BEDFORD-NÂME
Anlatmalıyım size Bedford’un öyküsünü
Bilmem her şeylerini sayabilecek miyim?
Sevgi aşka dönüşmüş; aşk gözü kör edermiş
Acep, îtirazları duyabilecek miyim?
İlk arabamız Wıllîys, Bedford ikincisidir
Eğer bana sorarsan yolların incisidir!
Akrânı arasında kuvvet birincisidir
Üçe-beşe, dört tona kıyabilecek miyim?
Bedford altmış altılı, çoklarımızdan büyük
Yerler kuru olsun tek; dinlemez hiç yolcu, yük
Asılmayan var mıdır; ardından büyük-küçük
Kapağından iyice tutabilecek miyim?
Rengi açık yeşil mi, yoksa mâvi mi dersin?

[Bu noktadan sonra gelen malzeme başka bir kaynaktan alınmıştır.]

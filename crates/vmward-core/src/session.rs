//! Per-process session state.
//!
//! One [`Session`] lives for the lifetime of an agent connection and is
//! passed explicitly into every lifecycle call. Nothing here is persisted.
//!
//! Spend is checked and committed in separate steps, so two concurrent
//! provisions can both pass the session cap against the same total. The
//! cap is a soft limit.

use std::sync::atomic::{AtomicBool, Ordering};
use std::sync::{Mutex, PoisonError};

use tokio::sync::OnceCell;
use tracing::debug;
use vmward_types::NetworkError;

use crate::network::ComputeNetwork;

#[derive(Debug, Default)]
pub struct Session {
    committed_spend: Mutex<f64>,
    orphan_check_done: AtomicBool,
    unit_price: OnceCell<f64>,
}

impl Session {
    pub fn new() -> Self {
        Self::default()
    }

    /// Estimated spend approved so far in this session.
    pub fn committed_spend(&self) -> f64 {
        *self
            .committed_spend
            .lock()
            .unwrap_or_else(PoisonError::into_inner)
    }

    /// Add an approved estimate. Negative amounts are ignored; the total
    /// never decreases.
    pub fn commit_spend(&self, amount: f64) {
        if amount.is_nan() || amount <= 0.0 {
            return;
        }
        let mut spend = self
            .committed_spend
            .lock()
            .unwrap_or_else(PoisonError::into_inner);
        *spend += amount;
        debug!(amount, total = *spend, "session spend committed");
    }

    /// True exactly once per session: the caller should run orphan detection.
    pub fn claim_orphan_check(&self) -> bool {
        !self.orphan_check_done.swap(true, Ordering::SeqCst)
    }

    /// Unit price, fetched on first use and reused for the session.
    ///
    /// A failed lookup is not cached; the next call tries again.
    pub async fn unit_price(&self, network: &dyn ComputeNetwork) -> Result<f64, NetworkError> {
        self.unit_price
            .get_or_try_init(|| async {
                let price = network.get_unit_price().await?;
                debug!(price, "unit price cached for session");
                Ok::<_, NetworkError>(price)
            })
            .await
            .copied()
    }
}
//! Safety gates for spending operations.
//!
//! Each check is a total function of its inputs. [`evaluate`] runs them in
//! a fixed order: TTL range, balance guard, concurrency, session spend, and
//! last the confirmation threshold (skipped when the caller has confirmed).
//! The first failure wins.

use std::fmt;

use vmward_types::SafetyCheckResult;

/// Identifies which gate produced a verdict.
#[derive(Debug, Clone, Copy, PartialEq, Eq)]
pub enum Gate {
    TtlRange,
    BalanceGuard,
    Concurrency,
    SessionSpend,
    CostThreshold,
}

impl fmt::Display for Gate {
    fn fmt(&self, f: &mut fmt::Formatter<'_>) -> fmt::Result {
        f.write_str(match self {
            Self::TtlRange => "ttl_range",
            Self::BalanceGuard => "balance_guard",
            Self::Concurrency => "concurrency",
            Self::SessionSpend => "session_spend",
            Self::CostThreshold => "cost_threshold",
        })
    }
}

/// Fails unless `0 < ttl_hours <= max_ttl_hours`.
pub fn check_ttl_range(ttl_hours: f64, max_ttl_hours: f64) -> SafetyCheckResult {
    if ttl_hours <= 0.0 {
        return SafetyCheckResult::fail("TTL must be positive.");
    }
    if ttl_hours > max_ttl_hours {
        return SafetyCheckResult::fail(format!(
            "TTL {ttl_hours}h exceeds max {max_ttl_hours}h."
        ));
    }
    SafetyCheckResult::pass()
}

/// Fails if spending `estimated_cost` would leave less than `guard_percent`
/// of the current (pre-spend) balance.
pub fn check_balance_guard(
    balance: f64,
    estimated_cost: f64,
    guard_percent: f64,
) -> SafetyCheckResult {
    let floor = balance * (guard_percent / 100.0);
    let remaining = balance - estimated_cost;
    if remaining < floor {
        return SafetyCheckResult::fail(format!(
            "Provisioning would leave {remaining:.2} credits, below {guard_percent}% guard \
             ({floor:.2}). Current balance: {balance:.2}, estimated cost: {estimated_cost:.2}."
        ));
    }
    SafetyCheckResult::pass()
}

/// Fails once `active_count` has reached `max_concurrent`.
pub fn check_concurrent_limit(active_count: usize, max_concurrent: usize) -> SafetyCheckResult {
    if active_count >= max_concurrent {
        return SafetyCheckResult::fail(format!(
            "Already at {active_count}/{max_concurrent} concurrent VMs."
        ));
    }
    SafetyCheckResult::pass()
}

/// Fails if the session total would strictly exceed the cap. No cap, no check.
pub fn check_session_spend(
    session_spent: f64,
    additional_cost: f64,
    max_session_spend: Option<f64>,
) -> SafetyCheckResult {
    let Some(cap) = max_session_spend else {
        return SafetyCheckResult::pass();
    };
    let total = session_spent + additional_cost;
    if total > cap {
        return SafetyCheckResult::fail(format!(
            "Session spend would be {total:.2}, exceeding limit of {cap:.2}."
        ));
    }
    SafetyCheckResult::pass()
}

/// Fails when the cost is above the threshold, meaning the caller must confirm.
pub fn check_cost_threshold(estimated_cost: f64, threshold: f64) -> SafetyCheckResult {
    if estimated_cost > threshold {
        return SafetyCheckResult::fail(format!(
            "Estimated cost {estimated_cost:.2} credits exceeds confirmation threshold \
             ({threshold:.2}). Call again with confirmation to proceed."
        ));
    }
    SafetyCheckResult::pass()
}

/// Everything the pre-create chain looks at.
#[derive(Debug, Clone, Copy, PartialEq)]
pub struct PreCreateInputs {
    pub ttl_hours: f64,
    pub max_ttl_hours: f64,
    pub balance: f64,
    pub estimated_cost: f64,
    pub guard_percent: f64,
    pub active_count: usize,
    pub max_concurrent: usize,
    pub session_spent: f64,
    pub max_session_spend: Option<f64>,
    pub cost_threshold: f64,
    pub confirmed: bool,
}

/// Outcome of the full chain.
#[derive(Debug, Clone, PartialEq, Eq)]
pub enum Verdict {
    Pass,
    /// A hard limit refused the request.
    Blocked { gate: Gate, reason: String },
    /// Only the confirmation threshold failed.
    NeedsConfirmation { reason: String },
}

impl Verdict {
    pub fn is_pass(&self) -> bool {
        matches!(self, Self::Pass)
    }
}

impl From<Verdict> for SafetyCheckResult {
    fn from(verdict: Verdict) -> Self {
        match verdict {
            Verdict::Pass => SafetyCheckResult::pass(),
            Verdict::Blocked { reason, .. } | Verdict::NeedsConfirmation { reason } => {
                SafetyCheckResult::fail(reason)
            }
        }
    }
}

fn first_failure(
    checks: impl IntoIterator<Item = (Gate, SafetyCheckResult)>,
) -> Option<(Gate, String)> {
    checks.into_iter().find_map(|(gate, result)| {
        (!result.passed).then(|| (gate, result.reason.unwrap_or_default()))
    })
}

/// Run the pre-create chain and classify the outcome.
pub fn evaluate(inputs: &PreCreateInputs) -> Verdict {
    let hard = [
        (
            Gate::TtlRange,
            check_ttl_range(inputs.ttl_hours, inputs.max_ttl_hours),
        ),
        (
            Gate::BalanceGuard,
            check_balance_guard(inputs.balance, inputs.estimated_cost, inputs.guard_percent),
        ),
        (
            Gate::Concurrency,
            check_concurrent_limit(inputs.active_count, inputs.max_concurrent),
        ),
        (
            Gate::SessionSpend,
            check_session_spend(
                inputs.session_spent,
                inputs.estimated_cost,
                inputs.max_session_spend,
            ),
        ),
    ];

    if let Some((gate, reason)) = first_failure(hard) {
        return Verdict::Blocked { gate, reason };
    }

    if !inputs.confirmed {
        let threshold = check_cost_threshold(inputs.estimated_cost, inputs.cost_threshold);
        if let Some((_, reason)) = first_failure([(Gate::CostThreshold, threshold)]) {
            return Verdict::NeedsConfirmation { reason };
        }
    }

    Verdict::Pass
}

/// The chain as a single pass/fail result: the first failing check, or a pass.
pub fn run_pre_create_checks(inputs: &PreCreateInputs) -> SafetyCheckResult {
    evaluate(inputs).into()
}

/// Gates re-applied when extending a VM's TTL.
///
/// Concurrency is not re-checked. The TTL range is checked against the
/// cumulative lifetime from creation, so repeated small extensions cannot
/// creep past the maximum.
pub fn evaluate_extension(
    balance: f64,
    additional_cost: f64,
    guard_percent: f64,
    session_spent: f64,
    max_session_spend: Option<f64>,
    cumulative_ttl_hours: f64,
    max_ttl_hours: f64,
) -> Verdict {
    let checks = [
        (
            Gate::BalanceGuard,
            check_balance_guard(balance, additional_cost, guard_percent),
        ),
        (
            Gate::SessionSpend,
            check_session_spend(session_spent, additional_cost, max_session_spend),
        ),
        (
            Gate::TtlRange,
            check_ttl_range(cumulative_ttl_hours, max_ttl_hours),
        ),
    ];
    match first_failure(checks) {
        Some((gate, reason)) => Verdict::Blocked { gate, reason },
        None => Verdict::Pass,
    }
}
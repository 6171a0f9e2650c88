//! Ledger records and network descriptors.
//!
//! [`VmRecord`] is the unit persisted in the local ledger. Field names
//! renamed over time keep their old spelling as serde aliases so ledgers
//! written by earlier releases still load.

use chrono::{DateTime, Utc};
use serde::{Deserialize, Serialize};

fn default_ssh_user() -> String {
    "root".into()
}

fn default_compute_units() -> u32 {
    1
}

/// Local ledger entry for a provisioned VM.
#[derive(Debug, Clone, PartialEq, Serialize, Deserialize)]
pub struct VmRecord {
    /// Content-addressed identifier assigned by the network at creation.
    pub item_hash: String,

    /// Display name given at provisioning time.
    #[serde(default)]
    pub name: String,

    /// Identifier of the node hosting the VM.
    #[serde(default, alias = "crn_hash")]
    pub node_hash: String,

    /// Network address (URL) of the hosting node.
    #[serde(default, alias = "crn_url")]
    pub node_url: String,

    /// Allocated compute units.
    #[serde(default = "default_compute_units")]
    pub compute_units: u32,

    /// When the VM was created.
    pub created_at: DateTime<Utc>,

    /// Locally tracked expiry. `None` means no expiry is tracked.
    #[serde(default)]
    pub ttl_expires_at: Option<DateTime<Utc>>,

    /// Credits per hour, fixed at creation and never recomputed.
    #[serde(default, alias = "estimated_hourly_cost")]
    pub hourly_cost: f64,

    /// Address of the identity that created the VM.
    #[serde(default)]
    pub signing_address: Option<String>,

    /// Free-text reason the VM exists.
    #[serde(default)]
    pub purpose: Option<String>,

    /// SSH login user.
    #[serde(default = "default_ssh_user")]
    pub ssh_user: String,

    /// Public IPv4 host for SSH, once known.
    #[serde(default)]
    pub ipv4_host: Option<String>,

    /// Mapped SSH port, once known.
    #[serde(default, alias = "ssh_port_mapped")]
    pub ssh_port: Option<u16>,

    /// IPv6 address, once known.
    #[serde(default)]
    pub ipv6: Option<String>,
}

impl VmRecord {
    /// Copy networking fields onto the record.
    pub fn apply_networking(&mut self, info: &NetworkingInfo) {
        self.ipv4_host = info.ipv4_host.clone();
        self.ssh_port = info.ssh_port;
        self.ipv6 = info.ipv6.clone();
    }

    /// Ready-to-paste SSH command, if host and port are known.
    pub fn ssh_command(&self) -> Option<String> {
        ssh_command(self.ipv4_host.as_deref(), self.ssh_port, &self.ssh_user)
    }

    /// Minutes elapsed between creation and `now`.
    pub fn uptime_minutes(&self, now: DateTime<Utc>) -> f64 {
        (now - self.created_at).num_milliseconds() as f64 / 60_000.0
    }

    /// Credits consumed over `uptime_minutes` at the fixed hourly rate.
    pub fn cost_for_minutes(&self, uptime_minutes: f64) -> f64 {
        self.hourly_cost * uptime_minutes / 60.0
    }

    /// Whether the tracked TTL has passed at `now`.
    pub fn is_expired(&self, now: DateTime<Utc>) -> bool {
        self.ttl_expires_at.is_some_and(|at| at <= now)
    }
}

/// Build an SSH command line for a host/port pair.
pub fn ssh_command(host: Option<&str>, port: Option<u16>, user: &str) -> Option<String> {
    match (host, port) {
        (Some(host), Some(port)) if !host.is_empty() => Some(format!(
            "ssh -o StrictHostKeyChecking=no {user}@{host} -p {port}"
        )),
        _ => None,
    }
}

/// Connection details reported by the network for an instance.
#[derive(Debug, Clone, Default, PartialEq, Eq, Serialize, Deserialize)]
pub struct NetworkingInfo {
    #[serde(default)]
    pub ipv4_host: Option<String>,
    #[serde(default)]
    pub ssh_port: Option<u16>,
    #[serde(default)]
    pub ipv6: Option<String>,
}

impl NetworkingInfo {
    /// True when neither an IPv4 host nor an SSH port is known yet.
    pub fn is_empty(&self) -> bool {
        self.ipv4_host.is_none() && self.ssh_port.is_none()
    }
}

/// A compute node advertised by the network.
#[derive(Debug, Clone, PartialEq, Serialize, Deserialize)]
pub struct NodeInfo {
    /// Node identifier.
    pub hash: String,
    /// Display name.
    #[serde(default)]
    pub name: String,
    /// Node API address.
    pub url: String,
    /// Network-assigned reliability score.
    #[serde(default)]
    pub score: f64,
    /// Node software version.
    #[serde(default)]
    pub version: Option<String>,
    /// Whether the node exposes GPUs.
    #[serde(default)]
    pub has_gpu: bool,
    /// Reference to the node's terms-and-conditions document.
    #[serde(default)]
    pub terms_and_conditions: Option<String>,
}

Üstü çok sallantılı, sanki halay çekersin
Yok başka alternatif, mecbur boyun bükersin
Ağrılardan yan üstü yatabilecek miyim?
Sabah olur, Bismillâh; kontak aç, marşı basmaz
Kol takar çevirirsin; çatlarsın, kulak asmaz!
Yolcular iter durur; vurdurursun, taslamaz!
Karbiratörden benzin yutabilecek miyim?
Çalışacak sanırsın, pır pır eder, kesilir
Kollarda tâkat kalmaz; dinlenilir, küsülür
Ama, çalışınca da bir canavar kesilir!
Peşinden koşsam, artık çatabilecek miyim?
Gıldır-gıcak ne varsa, yükle; götürmem demez
Yayla-cenik, düz-bayır; iniş, yokuş dinlemez
Yalnız, çok dikkât ister; durmayı pek bilemez!
Hep, kef, hendek denk gelip atabilecek miyim?
Köyün hem arabası; kamyonu, otobüsü
Önünde seyâhatın var elbet ayrı süsü
Boş olunca Çavuşoondan duyulur gümbürtüsü
Kasislerden darbesiz uçabilecek miyim?
Yokuşlar hep korkulu; geri kaçabilirsin
Yollar çamurlu, kaygan; yana uçabilirsin!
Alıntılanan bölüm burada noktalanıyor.